Segundo Robert (1964, p.17) “a fúria de viver à moda ocidental originou um relaxamento dos costumes. A tradição cavalheiresca desapareceu, levando com ela as artes marciais”.
Foi então que Jigoro Kano selecionou as melhores técnicas do antigo Ju-Jutsu, excluiu as que eram mais perigosas e criou uma nova luta, sem segredos, mais esportiva, e que pudesse ser praticada por todas as pessoas. Uma luta com fins educacionais e com princípios filosóficos, um estilo de vida. Surge então o Judô- o caminho suave.
Fugindo do conceito do Shin-Ken-Shobu cujo significado é “lutar até a morte”, em seu processo de esportivização o Judô se baseou no Ippon-Shobu que significa “luta pelo ponto completo, pelo golpe perfeito” (Virgílio, 1986).
O professor Jigoro Kano dedicou sua vida a divulgar e apresentar o judô por todo o mundo. Ocupou cargos importantes em universidades, se tornou conselheiro do Ministro de Educação Nacional, é conhecido até hoje como “pai da Educação Física no Japão” (Virgílio, 1986, p.21) e entre tantos outros méritos, foi o primeiro japonês membro do Comitê Olímpico Internacional (COI).
Sobre o judô competitivo e sua introdução nas Olimpíadas, Kano declarou:
“Tenho sido questionado por várias pessoas de diversos setores quanto ao sentido e a possibilidade do judô ser introduzido nos Jogos Olímpicos. Minha opinião sobre o assunto é um tanto passiva. Se esse for o desejo dos membros de outros países, não tenho objeção, mas não me sinto inclinado a tomar nenhuma iniciativa. Por um único motivo: o judô na realidade não é um mero esporte ou jogo. Eu o considero um princípio de vida, arte e ciência” (Bull apud Watson, 2011, p. 23)
Entretanto não conseguiu presenciar a ascensão mundial do judô pois, em 4 de maio de 1938, morreu de pneumonia a bordo de um navio que o levava ao Cairo, para a assembléia geral do COI (Virgílio, 1986).
O judô foi introduzido nos Jogos Olímpicos de Tóquio, em 1964, porém somente como esporte de demonstração. Já em 1972, nos Jogos de Munique, tornou-se oficialmente uma modalidade olímpica (Souza e Mourão, 2011).
O ideal de Kano de uma luta esportiva e para todos vem se mantendo vivo, o judô hoje é praticada em quase todos os países do mundo.
A prática sistemática do judô tem se iniciado cada vez mais cedo, vemos diversos estabelecimentos oferecendo aulas a partir dos 02/03 anos de idade, muitas vezes ministradas por pessoas sem habilitação específica em educação física ou sequer com graduação exigida pelas federações locais (Franchini e Del Vecchio, 2010).
Sabendo-se disto, esta pesquisa tem por objetivo apontar se há relação entre a iniciação precoce da prática do judô e o desenvolvimento motor do praticante.
Como metodologia foram consultadas varias literaturas relativas ao assunto em questão, que possibilitaram que esse trabalho tomasse forma para ser fundamentado, caracterizando-se como artigo de revisão bibliográfica.
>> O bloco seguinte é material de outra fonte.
//! List-ports command implementation.

use anyhow::{Context, Result};
use console::style;
use espflasher::{PortGuesser, SerialPortDescriptor};

use crate::config::Config;

fn ports_json(ports: &[SerialPortDescriptor], guesser: &PortGuesser) -> serde_json::Value {
    let guessed = guesser.select(ports);
    let entries: Vec<serde_json::Value> = ports
        .iter()
        .map(|p| {
            serde_json::json!({
                "device": p.device,
                "description": p.description,
                "recognised": guesser.is_recognised(p),
                "guessed": guessed.as_deref() == Some(p.device.as_str()),
            })
        })
        .collect();
    serde_json::Value::Array(entries)
}

/// List ports command implementation.
pub(crate) fn cmd_list_ports(config: &Config, json: bool) -> Result<()> {
    let detected = espflasher::detect_ports();
    let guesser = config.port_guesser();

    if json {
        let value = ports_json(&detected, &guesser);
        println!(
            "{}",
            serde_json::to_string_pretty(&value).context("Failed to encode port list")?
        );
        return Ok(());
    }

    eprintln!("{}", style("Serial ports").bold().underlined());

    if detected.is_empty() {
        eprintln!("  {}", style("(none found)").dim());
        return Ok(());
    }

    for port in &detected {
        let marker = if guesser.is_recognised(port) {
            style("•").green()
        } else {
            style("•").dim()
        };
        if port.description.is_empty() {
            eprintln!("  {marker} {}", style(&port.device).cyan());
        } else {
            eprintln!(
                "  {marker} {} - {}",
                style(&port.device).cyan(),
                style(&port.description).dim()
            );
        }
    }

    if let Some(guessed) = guesser.select(&detected) {
        eprintln!(
            "\n{} Guessed board port: {}",
            style("→").green().bold(),
            style(guessed).cyan().bold()
        );
    }

    Ok(())
}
Segundo Marconi e Lakatos (1992), a pesquisa bibliográfica é o levantamento de toda a bibliografia já publicada em forma de livro, revistas, publicações avulsas e imprensa escrita. A sua finalidade é fazer com que o pesquisador entre em contato direto com todo material escrito sobre um determinado assunto, auxiliando o cientista na análise de suas pesquisas ou na manipulação de suas informações.
O desenvolvimento motor e a iniciação no judô
Gallahue, Ozmun e Goodway (2013), definem desenvolvimento motor como a mudança contínua do comportamento motor ao longo da vida, provocada pela interação entre as exigências da tarefa motora, a biologia do indivíduo e as condições do ambiente. Onde, a tarefa motora seriam os fatores físicos e mecânicos, a biologia individual seria a hereditariedade e fatores intrínsecos e o ambiente seriam as experiências, o aprendizado, a criação e os fatores extrínsecos.
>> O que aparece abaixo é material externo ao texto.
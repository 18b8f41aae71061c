//! Command implementations.
//!
//! Each subcommand is implemented in its own module.

pub(crate) mod completions;
pub(crate) mod extract;
pub(crate) mod flash;
pub(crate) mod list_ports;
pub(crate) mod monitor;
Essas mudanças ocorrem em cada período do ciclo da vida, nas chamadas fases do desenvolvimento motor que, segundo Gallahue (2002), se classificam como:
Período uterino até os 4 meses/1 ano: fase do movimento reflexo;
4 meses/1 ano até 2 anos: fase do movimento rudimentar;
2 anos até 6/7 anos: fase do movimento fundamental (andar, correr, saltar, arremessar, quicar etc.);
7 anos até 13 anos: fase do movimento especializado;
Acima de 14 anos a fase do desenvolvimento motor especializado está no estágio de utilização permanente.
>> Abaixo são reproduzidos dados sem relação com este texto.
//! Serial log viewer primitives.
//!
//! A [`MonitorSession`] owns the serial connection; the bytes it delivers go
//! into a [`LogBuffer`], which keeps the most recent complete lines for display
//! and for copying out as a whole.

use std::collections::VecDeque;
use std::time::{SystemTime, UNIX_EPOCH};

#[cfg(feature = "native")]
use std::io::Write as _;

/// Lines kept by [`LogBuffer::default`].
pub const DEFAULT_SCROLLBACK: usize = 1000;

/// Unterminated output longer than this is emitted as a line of its own.
pub const MAX_LINE_BYTES: usize = 4096;

/// How long DTR/RTS are held during [`MonitorSession::pulse_reset`].
#[cfg(feature = "native")]
const RESET_PULSE: std::time::Duration = std::time::Duration::from_millis(100);

/// An open serial connection for log viewing.
#[cfg(feature = "native")]
pub struct MonitorSession {
    port: Box<dyn serialport::SerialPort>,
    name: String,
}

#[cfg(feature = "native")]
impl MonitorSession {
    /// Open `port_name` at `baud_rate`.
    pub fn open(port_name: &str, baud_rate: u32) -> crate::Result<Self> {
        let port = serialport::new(port_name, baud_rate)
            .timeout(std::time::Duration::from_millis(50))
            .open()?;
        log::debug!("Opened {port_name} at {baud_rate} baud");
        Ok(Self {
            port,
            name: port_name.to_string(),
        })
    }

    /// Port name.
    pub fn name(&self) -> &str {
        &self.name
    }

    /// A second handle for a background read loop.
    pub fn try_clone_reader(&self) -> crate::Result<Box<dyn serialport::SerialPort>> {
        Ok(self.port.try_clone()?)
    }

    /// Send bytes to the device.
    pub fn write_bytes(&mut self, data: &[u8]) -> crate::Result<()> {
        self.port.write_all(data)?;
        Ok(())
    }

    /// Reboot the board into the application.
    ///
    /// Pulls EN low through RTS while DTR stays released (GPIO0 high), the
    /// same wiring esptool relies on for its hard reset.
    pub fn pulse_reset(&mut self) -> crate::Result<()> {
        self.port.write_data_terminal_ready(false)?;
        self.port.write_request_to_send(true)?;
        std::thread::sleep(RESET_PULSE);
        self.port.write_request_to_send(false)?;
        log::info!("Reset pulse sent on {}", self.name);
        Ok(())
    }
}

#[cfg(not(feature = "native"))]
/// Placeholder for builds without serial support.
pub struct MonitorSession;

#[cfg(not(feature = "native"))]
impl MonitorSession {
    /// Always fails without the `native` feature.
    pub fn open(_port_name: &str, _baud_rate: u32) -> crate::Result<Self> {
        Err(crate::Error::Unsupported(
            "Serial monitor requires the native feature".to_string(),
        ))
    }
}

/// Bounded scrollback of complete log lines.
///
/// Chunks can end mid-line or mid-character; the unfinished tail is held
/// until the rest arrives. `\r\n` and lone `\r` both end a line, and so does
/// reaching [`MAX_LINE_BYTES`] without either.
#[derive(Debug, Clone)]
pub struct LogBuffer {
    lines: VecDeque<String>,
    partial: Vec<u8>,
    capacity: usize,
    last_was_cr: bool,
}

impl Default for LogBuffer {
    fn default() -> Self {
        Self::with_capacity(DEFAULT_SCROLLBACK)
    }
}

impl LogBuffer {
    /// Keep at most `capacity` lines (at least one).
    pub fn with_capacity(capacity: usize) -> Self {
        let capacity = capacity.max(1);
        Self {
            lines: VecDeque::with_capacity(capacity.min(DEFAULT_SCROLLBACK)),
            partial: Vec::new(),
            capacity,
            last_was_cr: false,
        }
    }

    /// Append raw bytes, returning the lines they completed.
    pub fn push(&mut self, bytes: &[u8]) -> Vec<String> {
        let mut completed = Vec::new();
        for &b in bytes {
            match b {
                b'\n' if self.last_was_cr => {
                    // second half of "\r\n"
                    self.last_was_cr = false;
                },
                b'\n' | b'\r' => {
                    self.last_was_cr = b == b'\r';
                    let line = clean_log_text(&String::from_utf8_lossy(&self.partial));
                    self.partial.clear();
                    self.store(line.clone());
                    completed.push(line);
                },
                _ => {
                    self.last_was_cr = false;
                    self.partial.push(b);
                    if self.partial.len() >= MAX_LINE_BYTES {
                        let line = self.split_long_line();
                        self.store(line.clone());
                        completed.push(line);
                    }
                },
            }
        }
        completed
    }

    /// Take the held bytes as a line, keeping a trailing incomplete UTF-8
    /// sequence for the next chunk.
    fn split_long_line(&mut self) -> String {
        let cut = match std::str::from_utf8(&self.partial) {
            Err(e) if e.error_len().is_none() => e.valid_up_to(),
            _ => self.partial.len(),
        };
        let rest = self.partial.split_off(cut);
        let line = clean_log_text(&String::from_utf8_lossy(&self.partial));
        self.partial = rest;
        line
    }

    fn store(&mut self, line: String) {
        if self.lines.len() == self.capacity {
            self.lines.pop_front();
        }
        self.lines.push_back(line);
    }

    /// Stored complete lines, oldest first.
    pub fn lines(&self) -> impl Iterator<Item = &str> {
        self.lines.iter().map(String::as_str)
    }

    /// Number of stored lines.
    pub fn len(&self) -> usize {
        self.lines.len()
    }

    /// Whether nothing is stored.
    pub fn is_empty(&self) -> bool {
        self.lines.is_empty() && self.partial.is_empty()
    }

    /// Drop everything, including an unfinished line.
    pub fn clear(&mut self) {
        self.lines.clear();
        self.partial.clear();
        self.last_was_cr = false;
    }

    /// The whole scrollback as one text block, unfinished line included.
    pub fn contents(&self) -> String {
        let mut out = String::new();
        for line in &self.lines {
            out.push_str(line);
            out.push('\n');
        }
        if !self.partial.is_empty() {
            out.push_str(&clean_log_text(&String::from_utf8_lossy(&self.partial)));
        }
        out
    }
}

/// Drop control characters other than tab.
pub fn clean_log_text(text: &str) -> String {
    text.chars()
        .filter(|&ch| ch == '\t' || !ch.is_control())
        .collect()
}

/// `[HH:MM:SS.mmm] ` in UTC for the current time.
pub fn timestamp_prefix() -> String {
    let now = SystemTime::now()
        .duration_since(UNIX_EPOCH)
        .unwrap_or_default();
    let secs = now.as_secs();
    format!(
        "[{:02}:{:02}:{:02}.{:03}] ",
        (secs / 3600) % 24,
        (secs / 60) % 60,
        secs % 60,
        now.subsec_millis()
    )
}
//! Extract command: unpack a release archive and show its flash layout.

use anyhow::{Context, Result};
use console::style;
use espflasher::FirmwareBundle;
use espflasher::archive::{DEFAULT_SINGLE_OFFSET, default_extract_dir, layout_from_files};
use std::path::Path;

use crate::Cli;
use crate::config::Config;

fn layout_json(bundle: &FirmwareBundle, files: usize) -> serde_json::Value {
    let images: Vec<serde_json::Value> = bundle
        .images
        .iter()
        .map(|img| {
            serde_json::json!({
                "offset": format!("0x{:X}", img.offset),
                "path": img.path.display().to_string(),
            })
        })
        .collect();
    serde_json::json!({
        "root": bundle.root.display().to_string(),
        "files": files,
        "images": images,
    })
}

/// Extract command implementation.
pub(crate) fn cmd_extract(
    cli: &Cli,
    config: &Config,
    archive: &Path,
    out: Option<&Path>,
    json: bool,
) -> Result<()> {
    let dest = out.map_or_else(|| default_extract_dir(archive), Path::to_path_buf);

    let files = espflasher::extract_zip(archive, &dest)
        .with_context(|| format!("Failed to extract {}", archive.display()))?;
    let single_offset = config
        .flash
        .single_offset
        .unwrap_or(DEFAULT_SINGLE_OFFSET);
    // Only this archive's files; `dest` may already hold another release.
    let bundle = layout_from_files(&dest, &files, single_offset)
        .with_context(|| format!("No flash layout in {}", dest.display()))?;

    if json {
        println!(
            "{}",
            serde_json::to_string_pretty(&layout_json(&bundle, files.len()))
                .context("Failed to encode layout")?
        );
        return Ok(());
    }

    if !cli.quiet {
        eprintln!(
            "{} Extracted {} file(s) to {}",
            style("✓").green(),
            files.len(),
            style(dest.display()).yellow()
        );
    }
    eprintln!("\n{}", style("Flash layout").bold().underlined());
    for image in &bundle.images {
        eprintln!(
            "  {} 0x{:06X}  {}",
            style("•").green(),
            image.offset,
            image.path.display()
        );
    }

    Ok(())
}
Mesmo que as idades sejam somente referenciais e não marcações rígidas, podemos perceber que as habilidades do judô não são as mais apropriadas na primeira infância (2/6 anos), pois nessa fase a criança irá tirar o maior benefício da aprendizagem de uma grande variedade de atividades motoras. Portanto, é importante que nessa faixa de idade haja uma formação generalizada, poliesportiva, no sentido de aprender um grande número de técnicas básicas, para que depois elas sejam aperfeiçoadas. Deve-se aproveitar o entusiasmo que as crianças têm pelo movimento, oferecendo-lhes atividades motoras motivadoras e acompanhadas de muitas experiências bem sucedidas, para desenvolver hábitos e atitudes sadios para a prática durante toda a vida (Graça, 2006).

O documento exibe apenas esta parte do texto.